The Emerging Standards War in Cyberspace Security

John W. Bagby, Prof. of Info. Sci. & Tech. Pennsylvania State University

6/13/2008
(Original Publish Date: 3/1/2006)

Cyberspace Security standards are proliferating as new vulnerabilities and response are identified. Consider the breadth of such schema in particular nations and applicable to particular industries as exemplified by the COSO, COBIT, ISO 17,799, the accounting firms proposal and various government standards. There are emerging standards establishment techniques that eclipse the traditional de jure standards “set” by government to standards “developed” by consortia composed of industry, NGO and government agency representatives, usually from all over the world. Restrictions on the deployment of standards is an overriding contemporary problem in all industries but has encountered difficulties due to the constraints of antitrust and intellectual property law (IP).
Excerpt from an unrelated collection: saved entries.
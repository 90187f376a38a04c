//! Client side of the driver RPC.
//!
//! There is deliberately no way to open the storage file from here: a client
//! that cannot reach the driver fails.

use crate::error::ClientError;
use crate::ipc::IpcStream;
use crate::protocol::{BatchArgs, DriverRequest, DriverResponse, MessageCodec, Row, Statement};
use crate::socket_path::driver_socket_path;
use serde_json::Value;
use std::path::{Path, PathBuf};
use std::time::Duration;
use tokio::time::timeout;
use tracing::{debug, error};

#[derive(Debug, Clone)]
pub struct ClientConfig {
    pub connect_timeout: Duration,
    pub request_timeout: Duration,
}

impl Default for ClientConfig {
    fn default() -> Self {
        Self {
            connect_timeout: Duration::from_secs(5),
            request_timeout: Duration::from_secs(30),
        }
    }
}

/// One connection to the database driver. Requests on a connection are
/// strictly sequential.
pub struct DatabaseClient {
    socket_path: PathBuf,
    stream: Option<IpcStream>,
    config: ClientConfig,
}

impl DatabaseClient {
    pub async fn connect(socket_path: impl Into<PathBuf>) -> Result<Self, ClientError> {
        Self::connect_with(socket_path, ClientConfig::default()).await
    }

    pub async fn connect_with(
        socket_path: impl Into<PathBuf>,
        config: ClientConfig,
    ) -> Result<Self, ClientError> {
        let mut client = Self {
            socket_path: socket_path.into(),
            stream: None,
            config,
        };
        client.reconnect().await?;
        Ok(client)
    }

    /// Connect to the driver that owns `storage_path`, locating its socket
    /// the same way the driver does.
    pub async fn for_storage(
        storage_path: &Path,
        socket_dir: Option<&Path>,
    ) -> Result<Self, ClientError> {
        Self::connect(driver_socket_path(storage_path, socket_dir)).await
    }

    pub fn socket_path(&self) -> &Path {
        &self.socket_path
    }

    pub fn is_connected(&self) -> bool {
        self.stream.is_some()
    }

    /// (Re)open the connection, replacing any existing one.
    pub async fn reconnect(&mut self) -> Result<(), ClientError> {
        self.stream = None;
        let stream = IpcStream::connect_timeout(&self.socket_path, self.config.connect_timeout)
            .await
            .map_err(|e| ClientError::Unreachable {
                socket_path: self.socket_path.clone(),
                message: e.to_string(),
            })?;
        debug!("Connected to database driver at {:?}", self.socket_path);
        self.stream = Some(stream);
        Ok(())
    }

    pub fn disconnect(&mut self) {
        if self.stream.take().is_some() {
            debug!("Disconnected from {:?}", self.socket_path);
        }
    }

    pub async fn execute(&mut self, sql: &str, params: Vec<Value>) -> Result<Vec<Row>, ClientError> {
        self.request(DriverRequest::Execute {
            sql: sql.to_string(),
            params,
        })
        .await
    }

    /// Run all statements in one transaction on the driver.
    pub async fn execute_batch(
        &mut self,
        statements: Vec<Statement>,
    ) -> Result<Vec<Row>, ClientError> {
        self.request(DriverRequest::ExecuteBatch {
            args: BatchArgs { statements },
        })
        .await
    }

    pub async fn ping(&mut self) -> Result<(), ClientError> {
        self.request(DriverRequest::Ping).await.map(|_| ())
    }

    /// Queue depth, uptime and storage location reported by the driver.
    pub async fn status(&mut self) -> Result<Row, ClientError> {
        let rows = self.request(DriverRequest::Status).await?;
        rows.into_iter()
            .next()
            .ok_or_else(|| ClientError::Protocol("empty status response".to_string()))
    }

    /// Ask the driver to drain its queue and exit.
    pub async fn shutdown_driver(&mut self) -> Result<(), ClientError> {
        self.request(DriverRequest::Shutdown).await?;
        self.disconnect();
        Ok(())
    }

    async fn request(&mut self, request: DriverRequest) -> Result<Vec<Row>, ClientError> {
        let response = self.send_request_internal(&request).await?;
        Ok(response.into_result()?)
    }

    async fn send_request_internal(
        &mut self,
        request: &DriverRequest,
    ) -> Result<DriverResponse, ClientError> {
        let request_timeout = self.config.request_timeout;
        let stream = self.stream.as_mut().ok_or(ClientError::NotConnected)?;
        debug!("Sending {} request", request.operation());

        let exchange = async {
            MessageCodec::send(stream, request, request_timeout).await?;
            MessageCodec::read_framed(stream, request_timeout).await
        };

        let frame = match timeout(request_timeout, exchange).await {
            Ok(Ok(Some(frame))) => frame,
            Ok(Ok(None)) => {
                self.stream = None; // Clean up broken socket
                return Err(ClientError::Protocol(
                    "driver closed the connection".to_string(),
                ));
            }
            Ok(Err(e)) => {
                error!("Request to driver failed: {:#}", e);
                self.stream = None; // Clean up broken socket
                return Err(ClientError::Io(std::io::Error::new(
                    std::io::ErrorKind::BrokenPipe,
                    e.to_string(),
                )));
            }
            Err(_) => {
                self.stream = None; // Clean up broken socket on timeout
                return Err(ClientError::Timeout(request_timeout));
            }
        };

        serde_json::from_slice(&frame).map_err(|e| {
            self.stream = None;
            ClientError::Protocol(format!("invalid response: {e}"))
        })
    }
}

#[cfg(test)]
mod tests {
    use super::*;
    use tempfile::tempdir;

    #[tokio::test]
    async fn test_connect_failure_is_fatal() {
        let dir = tempdir().unwrap();
        let socket = dir.path().join("missing_driver.sock");
        match DatabaseClient::connect(&socket).await {
            Err(ClientError::Unreachable { socket_path, .. }) => assert_eq!(socket_path, socket),
            Err(other) => panic!("expected Unreachable, got {other:?}"),
            Ok(_) => panic!("connected to a socket nobody listens on"),
        }
    }
}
Security policies are particularly important because security is simultaneously better protected with secrecy but better strengthened nationwide and worldwide with ubiquity and that ubiquity is difficult to deploy without open and widespread deployment. Standards in nearly every realm have embedded technologies protectable as intellectual property. Particularly in the U.S. where both software and business methods are patentable as processes and protectable as trade secrets, there are challenges in developing security standards in an optimal way. This paper explores these issues with a view to an optimal integration of security standards.